第12話 決意する姫
十三歳の誕生日、城を出ることはできなかった。
父上は三年前と同じく、大々的な生誕祭を開いたのだ。主役であるわたしが欠席できるはずもなかった。
いつもは来ない侍女たちがわたしを磨き上げていき、無言のままあっという間に飾り立てられた。
エスコートはクロードがしてくれた。
十歳までの生誕祭は常に一人での入場だった。誰かにエスコートされるのは初めてだ。
今まで誰からも声をかけられなかったのに、なぜか招待客がひっきりなしに挨拶に訪れ、ダンスに誘われた。

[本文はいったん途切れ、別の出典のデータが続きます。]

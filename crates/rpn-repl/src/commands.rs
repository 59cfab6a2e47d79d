//! Bare-word commands recognised by the REPL.

use std::io::{self, Write};

use super::app::App;

/// Result of executing a command.
#[derive(Clone, Copy, Debug, PartialEq, Eq)]
pub enum CommandResult {
    /// Command was handled.
    Handled,
    /// Not a command, should be evaluated as an expression.
    NotACommand,
    /// Quit the REPL.
    Quit,
}

/// Try to execute input as a command.
///
/// Only `q` is case-insensitive; `clear`, `stack` and `f` must match exactly.
pub fn try_execute_command(
    app: &mut App,
    input: &str,
    out: &mut impl Write,
) -> io::Result<CommandResult> {
    match input {
        "q" | "Q" => {
            writeln!(out, "Calculator exited. Goodbye!")?;
            Ok(CommandResult::Quit)
        }
        "clear" => {
            app.evaluator.clear_stack();
            writeln!(out, "Stack cleared")?;
            Ok(CommandResult::Handled)
        }
        "stack" => {
            writeln!(
                out,
                "Stack (bottom to top): {}",
                app.evaluator.snapshot_stack()
            )?;
            Ok(CommandResult::Handled)
        }
        "f" => {
            match app.evaluator.fibonacci() {
                Ok(value) => writeln!(out, "Fibonacci result: {}", rpn::format_real(value))?,
                Err(e) => writeln!(out, "Error: {}", e)?,
            }
            Ok(CommandResult::Handled)
        }
        _ => Ok(CommandResult::NotACommand),
    }
}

ダンスは学ばなかったからと断れば、せめて二人で話をと誘われる。
クロードが穏便に断ってくれたけれど、さすがに変だ。
呪われた姫と遠ざけたくせに、なぜこんなに男性招待客が手のひらを返したように寄ってくるのか。
現に、婦人方はわたしを睨みこそすれ、近寄っても来ない。
クロードの袖を引いてその疑問を口にすると、彼はわたしの腰に手を置いてにっこりを微笑んだ。
「姫、俺がエスコートした理由、わかりますか?」
「ええと……私が社交界デビューできる年になったから、かしら」
デビューは十二歳。本当なら去年だった。
「当たらずも遠からず、です。……あきらめてないんだよ、あの人は。俺がだめなら他の男と番わせようとしてるんだ」
笑顔のまま告げてくる内容に、顔がこわばるのが分かる。
つまり……このパーティは見合いなのだ。道理で男ばかり、しかも見目好い若い男ばかりなわけだ。
「……もう帰りたいわ」
「あら、もう帰るの」
不意に耳元で声がした。――聞き覚えのある、張りのある女の声。
驚いて振り向く前にぐいと腕を引っ張られた。クロードの胸に顔を隠すようにして抱き寄せられたのだと気が付いて、震える手でクロードの上衣を握り締める。
これは、あれは……。
「お許しを、姫。――誰だ、貴様は」
クロードが詰問する。ダメ、だめだ。クロードから離れなきゃ。
でも、クロードはがっちりわたしを抱え込んでいて、びくともしない。
「いい人ができたみたいねえ? 姫。ふふ、あと二年。あなたのきれいな顔が歪むのが早く見たいわ」
悪寒が走る。クロードが息を飲むのが聞こえる。
「貴様が――魔女か」
「大正解。ってあの変わり者から聞かされてるんでしょう? ふふ、三人で足掻くといいわ」
周囲の音が聞えなくなる。まだ何かクロードと喋っているのが聞こえるけど、頭に入ってこなかった。震える足に力を込めて立っているのがやっとだ。
「ヤドリギの魔女によろしくね、姫様」
高笑いをする女の声を最後に、わたしは意識を手放した。
◇◇◇
「お師匠様」
「抜かったわ。わしが少し席を外した間を狙われた」
「申し訳ありません」
「お前の落ち度ではない。……して、首尾は」
「はい、滞りなく。――姫には申し訳ないことをしました」
二人が話しているのが聞こえる。目を開ければ、魔女ミストとクロードが立っていた。
「クロード……ミスト様」
「休んでおれ」
「すまない、姫……」
「いいえ。……わたしの方こそ、申し訳ありません」
今回の大々的な生誕祭が決まった時、囮になると言い出したのはわたしだった。
派手好きな魔女のことだから、宴に紛れ込んでくるかもしれない。魔女の正体をつかむチャンスにもなる。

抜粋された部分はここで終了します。